Remember, your website might be the first impression you make on someone thinking of hiring you. Put your best face forward; nothing blurry or washed out by stage lights. Ideally, post photographs that are at least 600 pixels wide. Many magicians opt to have an entire section of their website dedicated to media, with both photo and video examples of their work. That is a great strategy.
The photos can come from an on stage performance or from a studio. They can come from a professional photographer or a friend with a nice smartphone camera. They can be as serious or silly as you are. But they should definitely exist.
Congratulations, someone wants to hire you! But your website just links to your Facebook Page and that’s the only way they can get in touch. No gig for you.
First things first: get yourself a work email address. Considering how much preliminary back and forth can be involved with landing a new client, most people will likely reach out by email. It lets them communicate on their own schedule, plus you’ll always have a written log of what you’ve discussed. Gmail is the world’s standard email provider, and it’s very simple to set up an account. Just go with your name, maybe with the word “magic” or “magician” attached, and hey presto, you have a place for all your business communication.
Or, if you want to look extra fancy, many of the companies that provide your website domain can also make you a companion email address. For instance, if your website was JaneDoeMagic.com, you could have an email address of firstname.lastname@example.org. Squarespace and WordPress are two options offering that service.

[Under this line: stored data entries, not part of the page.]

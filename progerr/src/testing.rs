//! Test logging setup.
//!
//! Tests call [`init_test_logging`] first thing; only the first call installs
//! the subscriber:
//!
//! ```ignore
//! #[test]
//! fn test_example() {
//!     progerr::testing::init_test_logging();
//!     tracing::info!("captured");
//! }
//! ```
//!
//! # Environment Variables
//!
//! - `PROGERR_TEST_LOG_FILE`: also write every event as JSONL to this path
//! - `PROGERR_TEST_LOG_LEVEL`: filter for the `progerr` target (default: `info`)

use crate::config::EnvParser;
use std::path::Path;
use std::sync::{Mutex, Once};
use tracing_subscriber::EnvFilter;
use tracing_subscriber::prelude::*;

static TEST_LOGGING_INIT: Once = Once::new();

/// Install the global test subscriber. Safe to call multiple times.
pub fn init_test_logging() {
    TEST_LOGGING_INIT.call_once(|| {
        let mut parser = EnvParser::new();
        let level = parser.get_log_level("TEST_LOG_LEVEL", "info");
        let log_file = parser
            .get_path("TEST_LOG_FILE", false)
            .value
            .and_then(|path| create_log_file(&path));

        let file_layer = log_file.map(|file| {
            tracing_subscriber::fmt::layer()
                .json()
                .with_writer(Mutex::new(file))
                .with_current_span(true)
                .with_thread_ids(true)
                .with_file(true)
                .with_line_number(true)
        });

        let stderr_layer = tracing_subscriber::fmt::layer()
            .with_test_writer()
            .with_target(true)
            .with_level(true)
            .compact();

        let filter = EnvFilter::try_new(format!("progerr={}", level.value))
            .unwrap_or_else(|_| EnvFilter::new("info"));

        let subscriber = tracing_subscriber::registry()
            .with(filter)
            .with(file_layer)
            .with(stderr_layer);

        let _ = tracing::subscriber::set_global_default(subscriber);

        for error in parser.errors() {
            tracing::warn!(%error, "ignoring invalid test logging variable");
        }
    });
}

fn create_log_file(path: &Path) -> Option<std::fs::File> {
    if let Some(parent) = path.parent() {
        let _ = std::fs::create_dir_all(parent);
    }
    std::fs::File::create(path).ok()
}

Make sure you put your new contact information on your site. Put it somewhere obvious, either directly on the home page or under a tab titled “Contact.” Your website is about making it as easy as possible to hire you, so don’t bury the most important details in that process.
That’s not to say you shouldn’t include your social profiles. Quite the contrary. In addition to both your professional email address and work phone number, have links to your relevant social media accounts. If you only use Facebook to keep in touch with family members or LinkedIn is just about your day job, don’t bother to include them. But any social presence you have that focuses on magic and performance should absolutely be included.
Are you reading this article on a smartphone? Odds are good that you are, because those tiny pocket-sized computers are where many people now spend hours of their screen time. Especially if you have a strong following on a mobile-focused platform like YouTube or Twitter, most your website visits are probably happening on a phone. If your site takes more than a minute to load, or simply doesn’t display well on that smaller screen, you won’t get many repeat visitors. That means fewer chances for clients.
Once again, leaning on a full-service website company makes this a moot point. They can take care of making sure your information looks good at any size. If you’re going the DIY route, look for language like “Mobile-friendly” or “Responsive Layout” in your website theme. And whenever you make updates to the site, double-check that everything is displaying properly on both a laptop and a mobile device.